┌─ EXTRACTED ENTRIES

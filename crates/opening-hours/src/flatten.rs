//! Flatten overlapping openings and closures into a non-overlapping timeline.
//!
//! Every occurrence is turned into a start and an end marker. The markers are
//! swept in time order:
//!
//! 1. Overlapping (or touching) occurrences of the same type are merged, their
//!    messages concatenated in encounter order.
//! 2. Opening markers that fall inside a closure are dropped -- closures win.
//! 3. The surviving markers are paired back up into occurrences.
//!
//! For example, `OPEN 09:00-17:00 [abc]` and `CLOSED 13:00-13:30 [xyz]`
//! flatten to `OPEN 09:00-13:00 [abc]`, `CLOSED 13:00-13:30 [xyz]`,
//! `OPEN 13:30-17:00 [abc]`.
//!
//! Gaps in the input stay gaps in the output; nothing is filled in as closed.

use std::cmp::Ordering;

use chrono::DateTime;
use chrono_tz::Tz;
use tracing::trace;

use crate::cache::CacheableMetadata;
use crate::occurrence::Occurrence;
use crate::range::{sort_by_start, DateRange};

#[derive(Debug, Clone, Copy, PartialEq, Eq)]
enum Edge {
    Start,
    End,
}

/// Messages, cacheability and zone travelling with a marker.
#[derive(Debug, Clone)]
struct Payload {
    messages: Vec<String>,
    cacheability: CacheableMetadata,
    /// Zone of the occurrence that opened the run; absorbed payloads keep it.
    zone: Tz,
}

impl Payload {
    fn of(occurrence: &Occurrence) -> Self {
        Self {
            messages: occurrence.messages().to_vec(),
            cacheability: occurrence.cacheability().clone(),
            zone: occurrence.range().timezone(),
        }
    }

    fn absorb(&mut self, other: &Payload) {
        self.messages.extend(other.messages.iter().cloned());
        self.cacheability.merge_from(&other.cacheability);
    }
}

/// A boundary of an occurrence.
#[derive(Debug, Clone)]
struct Marker {
    open: bool,
    at: DateTime<Tz>,
    edge: Edge,
    payload: Payload,
    /// On a closure end: the opening that is still running when the closure
    /// ends, and so becomes visible again from here.
    resumes: Option<Payload>,
}

impl Marker {
    fn new(occurrence: &Occurrence, edge: Edge) -> Self {
        let at = match edge {
            Edge::Start => occurrence.start(),
            Edge::End => occurrence.end(),
        };
        Self {
            open: occurrence.is_open(),
            at,
            edge,
            payload: Payload::of(occurrence),
            resumes: None,
        }
    }

    /// Order of markers sharing an instant. Closures enclose openings, and
    /// starts come before ends so touching spans of one type join up.
    fn rank(&self) -> u8 {
        match (self.open, self.edge) {
            (false, Edge::Start) => 0,
            (true, Edge::Start) => 1,
            (true, Edge::End) => 2,
            (false, Edge::End) => 3,
        }
    }
}

/// Instant first, then [`Marker::rank`]. Markers equal under both keep the
/// order in which they were emitted (the sort is stable).
fn compare_markers(a: &Marker, b: &Marker) -> Ordering {
    a.at.cmp(&b.at).then_with(|| a.rank().cmp(&b.rank()))
}

/// Flatten occurrences so that none overlap.
///
/// - Closures take precedence over openings at every instant they cover.
/// - Overlapping or touching occurrences of the same type merge into one, with
///   messages concatenated in time order (no deduplication).
/// - An opening interrupted by a closure is split around it; each piece keeps
///   the opening's messages.
/// - Cacheability is merged along with messages. An opening hidden entirely
///   by a closure hands its cacheability to that closure.
/// - Zero-duration occurrences cover no instant and are dropped.
///
/// The result is sorted by start. Each piece is expressed in the timezone of
/// the occurrence it comes from: an opening resumed after a closure keeps its
/// own zone. Flattening is idempotent, zones included.
pub fn flatten(occurrences: &[Occurrence]) -> Vec<Occurrence> {
    let mut markers: Vec<Marker> = occurrences
        .iter()
        .filter(|o| !o.range().is_empty())
        .flat_map(|o| [Marker::new(o, Edge::Start), Marker::new(o, Edge::End)])
        .collect();

    trace!(
        occurrences = occurrences.len(),
        dropped = occurrences.len() - markers.len() / 2,
        markers = markers.len(),
        "flattening occurrences"
    );

    markers.sort_by(compare_markers);

    let markers = merge_same_type(markers, false);
    let markers = merge_same_type(markers, true);
    let markers = suppress_covered_openings(markers);

    let mut flattened = reconstruct(&markers);
    sort_by_start(&mut flattened);
    flattened
}

/// Combine intersecting spans of one type (openings or closures).
///
/// E.g. closures `[10am-2pm, 11am-3pm]` become `[10am-3pm]`. Nested start
/// markers are removed and their payload pushed onto the start marker of the
/// run they fall inside; only the end marker that closes the run survives.
fn merge_same_type(markers: Vec<Marker>, open: bool) -> Vec<Marker> {
    let mut kept: Vec<Marker> = Vec::with_capacity(markers.len());
    let mut depth = 0usize;
    let mut run_start: Option<usize> = None;

    for marker in markers {
        if marker.open != open {
            kept.push(marker);
            continue;
        }

        match marker.edge {
            Edge::Start => {
                depth += 1;
                match run_start {
                    Some(index) if depth > 1 => kept[index].payload.absorb(&marker.payload),
                    _ => {
                        run_start = Some(kept.len());
                        kept.push(marker);
                    }
                }
            }
            Edge::End => {
                depth = depth.saturating_sub(1);
                if depth == 0 {
                    run_start = None;
                    kept.push(marker);
                }
            }
        }
    }

    kept
}

/// Drop opening markers that fall between a closure's start and end.
///
/// Expects same-type spans to be merged already, so at most one opening and
/// one closure are active at a time.
fn suppress_covered_openings(markers: Vec<Marker>) -> Vec<Marker> {
    let mut kept: Vec<Marker> = Vec::with_capacity(markers.len());
    // Index in `kept` of the start of the closure we are inside.
    let mut closure: Option<usize> = None;
    // The opening currently running, visible or not.
    let mut opening: Option<Payload> = None;
    // The running opening started inside the current closure.
    let mut hidden = false;

    for mut marker in markers {
        match (marker.open, marker.edge) {
            (false, Edge::Start) => {
                closure = Some(kept.len());
                kept.push(marker);
            }
            (false, Edge::End) => {
                closure = None;
                hidden = false;
                marker.resumes = opening.clone();
                kept.push(marker);
            }
            (true, Edge::Start) => {
                opening = Some(marker.payload.clone());
                if closure.is_some() {
                    hidden = true;
                } else {
                    kept.push(marker);
                }
            }
            (true, Edge::End) => {
                let ended = opening.take();
                match closure {
                    Some(index) => {
                        if let (true, Some(ended)) = (hidden, ended) {
                            kept[index]
                                .payload
                                .cacheability
                                .merge_from(&ended.cacheability);
                        }
                    }
                    None => kept.push(marker),
                }
                hidden = false;
            }
        }
    }

    kept
}

/// Pair each surviving start (or resuming closure end) with the marker after
/// it.
///
/// After suppression an opening start is followed by its own end or by the
/// start of the closure that interrupts it, a closure start by its end, and a
/// resuming closure end by the opening's end or the next closure.
fn reconstruct(markers: &[Marker]) -> Vec<Occurrence> {
    markers
        .windows(2)
        .filter_map(|pair| {
            let (marker, next) = (&pair[0], &pair[1]);
            let (open, payload) = match (marker.open, marker.edge) {
                (open, Edge::Start) => (open, &marker.payload),
                (false, Edge::End) => (true, marker.resumes.as_ref()?),
                (true, Edge::End) => return None,
            };
            Some(
                Occurrence::from(DateRange::from_ordered(
                    marker.at.with_timezone(&payload.zone),
                    next.at,
                ))
                .with_open(open)
                .with_messages(payload.messages.iter().cloned())
                .with_cacheability(payload.cacheability.clone()),
            )
        })
        .collect()
}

└─

* [EXERCISE] Retype every entry, keeping each character as it was.

* [ANSWER TO THE EXERCISE]
filename crates/opening-hours/src/flatten.rs
//! Flatten overlapping openings and closures into a non-overlapping timeline.
//!
//! Every occurrence is turned into a start and an end marker. The markers are
//! swept in time order:
//!
//! 1. Overlapping (or touching) occurrences of the same type are merged, their
//!    messages concatenated in encounter order.
//! 2. Opening markers that fall inside a closure are dropped -- closures win.
//! 3. The surviving markers are paired back up into occurrences.
//!
//! For example, `OPEN 09:00-17:00 [abc]` and `CLOSED 13:00-13:30 [xyz]`
//! flatten to `OPEN 09:00-13:00 [abc]`, `CLOSED 13:00-13:30 [xyz]`,
//! `OPEN 13:30-17:00 [abc]`.
//!
//! Gaps in the input stay gaps in the output; nothing is filled in as closed.

use std::cmp::Ordering;

use chrono::DateTime;
use chrono_tz::Tz;
use tracing::trace;

use crate::cache::CacheableMetadata;
use crate::occurrence::Occurrence;
use crate::range::{sort_by_start, DateRange};

#[derive(Debug, Clone, Copy, PartialEq, Eq)]
enum Edge {
    Start,
    End,
}

/// Messages, cacheability and zone travelling with a marker.
#[derive(Debug, Clone)]
struct Payload {
    messages: Vec<String>,
    cacheability: CacheableMetadata,
    /// Zone of the occurrence that opened the run; absorbed payloads keep it.
    zone: Tz,
}

impl Payload {
    fn of(occurrence: &Occurrence) -> Self {
        Self {
            messages: occurrence.messages().to_vec(),
            cacheability: occurrence.cacheability().clone(),
            zone: occurrence.range().timezone(),
        }
    }

    fn absorb(&mut self, other: &Payload) {
        self.messages.extend(other.messages.iter().cloned());
        self.cacheability.merge_from(&other.cacheability);
    }
}

/// A boundary of an occurrence.
#[derive(Debug, Clone)]
struct Marker {
    open: bool,
    at: DateTime<Tz>,
    edge: Edge,
    payload: Payload,
    /// On a closure end: the opening that is still running when the closure
    /// ends, and so becomes visible again from here.
    resumes: Option<Payload>,
}

impl Marker {
    fn new(occurrence: &Occurrence, edge: Edge) -> Self {
        let at = match edge {
            Edge::Start => occurrence.start(),
            Edge::End => occurrence.end(),
        };
        Self {
            open: occurrence.is_open(),
            at,
            edge,
            payload: Payload::of(occurrence),
            resumes: None,
        }
    }

    /// Order of markers sharing an instant. Closures enclose openings, and
    /// starts come before ends so touching spans of one type join up.
    fn rank(&self) -> u8 {
        match (self.open, self.edge) {
            (false, Edge::Start) => 0,
            (true, Edge::Start) => 1,
            (true, Edge::End) => 2,
            (false, Edge::End) => 3,
        }
    }
}

/// Instant first, then [`Marker::rank`]. Markers equal under both keep the
/// order in which they were emitted (the sort is stable).
fn compare_markers(a: &Marker, b: &Marker) -> Ordering {
    a.at.cmp(&b.at).then_with(|| a.rank().cmp(&b.rank()))
}

/// Flatten occurrences so that none overlap.
///
/// - Closures take precedence over openings at every instant they cover.
/// - Overlapping or touching occurrences of the same type merge into one, with
///   messages concatenated in time order (no deduplication).
/// - An opening interrupted by a closure is split around it; each piece keeps
///   the opening's messages.
/// - Cacheability is merged along with messages. An opening hidden entirely
///   by a closure hands its cacheability to that closure.
/// - Zero-duration occurrences cover no instant and are dropped.
///
/// The result is sorted by start. Each piece is expressed in the timezone of
/// the occurrence it comes from: an opening resumed after a closure keeps its
/// own zone. Flattening is idempotent, zones included.
pub fn flatten(occurrences: &[Occurrence]) -> Vec<Occurrence> {
    let mut markers: Vec<Marker> = occurrences
        .iter()
        .filter(|o| !o.range().is_empty())
        .flat_map(|o| [Marker::new(o, Edge::Start), Marker::new(o, Edge::End)])
        .collect();

    trace!(
        occurrences = occurrences.len(),
        dropped = occurrences.len() - markers.len() / 2,
        markers = markers.len(),
        "flattening occurrences"
    );

    markers.sort_by(compare_markers);

    let markers = merge_same_type(markers, false);
    let markers = merge_same_type(markers, true);
    let markers = suppress_covered_openings(markers);

    let mut flattened = reconstruct(&markers);
    sort_by_start(&mut flattened);
    flattened
}

/// Combine intersecting spans of one type (openings or closures).
///
/// E.g. closures `[10am-2pm, 11am-3pm]` become `[10am-3pm]`. Nested start
/// markers are removed and their payload pushed onto the start marker of the
/// run they fall inside; only the end marker that closes the run survives.
fn merge_same_type(markers: Vec<Marker>, open: bool) -> Vec<Marker> {
    let mut kept: Vec<Marker> = Vec::with_capacity(markers.len());
    let mut depth = 0usize;
    let mut run_start: Option<usize> = None;

    for marker in markers {
        if marker.open != open {
            kept.push(marker);
            continue;
        }

        match marker.edge {
            Edge::Start => {
                depth += 1;
                match run_start {
                    Some(index) if depth > 1 => kept[index].payload.absorb(&marker.payload),
                    _ => {
                        run_start = Some(kept.len());
                        kept.push(marker);
                    }
                }
            }
            Edge::End => {
                depth = depth.saturating_sub(1);
                if depth == 0 {
                    run_start = None;
                    kept.push(marker);
                }
            }
        }
    }

    kept
}

/// Drop opening markers that fall between a closure's start and end.
///
/// Expects same-type spans to be merged already, so at most one opening and
/// one closure are active at a time.
fn suppress_covered_openings(markers: Vec<Marker>) -> Vec<Marker> {
    let mut kept: Vec<Marker> = Vec::with_capacity(markers.len());
    // Index in `kept` of the start of the closure we are inside.
    let mut closure: Option<usize> = None;
    // The opening currently running, visible or not.
    let mut opening: Option<Payload> = None;
    // The running opening started inside the current closure.
    let mut hidden = false;

    for mut marker in markers {
        match (marker.open, marker.edge) {
            (false, Edge::Start) => {
                closure = Some(kept.len());
                kept.push(marker);
            }
            (false, Edge::End) => {
                closure = None;
                hidden = false;
                marker.resumes = opening.clone();
                kept.push(marker);
            }
            (true, Edge::Start) => {
                opening = Some(marker.payload.clone());
                if closure.is_some() {
                    hidden = true;
                } else {
                    kept.push(marker);
                }
            }
            (true, Edge::End) => {
                let ended = opening.take();
                match closure {
                    Some(index) => {
                        if let (true, Some(ended)) = (hidden, ended) {
                            kept[index]
                                .payload
                                .cacheability
                                .merge_from(&ended.cacheability);
                        }
                    }
                    None => kept.push(marker),
                }
                hidden = false;
            }
        }
    }

    kept
}

/// Pair each surviving start (or resuming closure end) with the marker after
/// it.
///
/// After suppression an opening start is followed by its own end or by the
/// start of the closure that interrupts it, a closure start by its end, and a
/// resuming closure end by the opening's end or the next closure.
fn reconstruct(markers: &[Marker]) -> Vec<Occurrence> {
    markers
        .windows(2)
        .filter_map(|pair| {
            let (marker, next) = (&pair[0], &pair[1]);
            let (open, payload) = match (marker.open, marker.edge) {
                (open, Edge::Start) => (open, &marker.payload),
                (false, Edge::End) => (true, marker.resumes.as_ref()?),
                (true, Edge::End) => return None,
            };
            Some(
                Occurrence::from(DateRange::from_ordered(
                    marker.at.with_timezone(&payload.zone),
                    next.at,
                ))
                .with_open(open)
                .with_messages(payload.messages.iter().cloned())
                .with_cacheability(payload.cacheability.clone()),
            )
        })
        .collect()
}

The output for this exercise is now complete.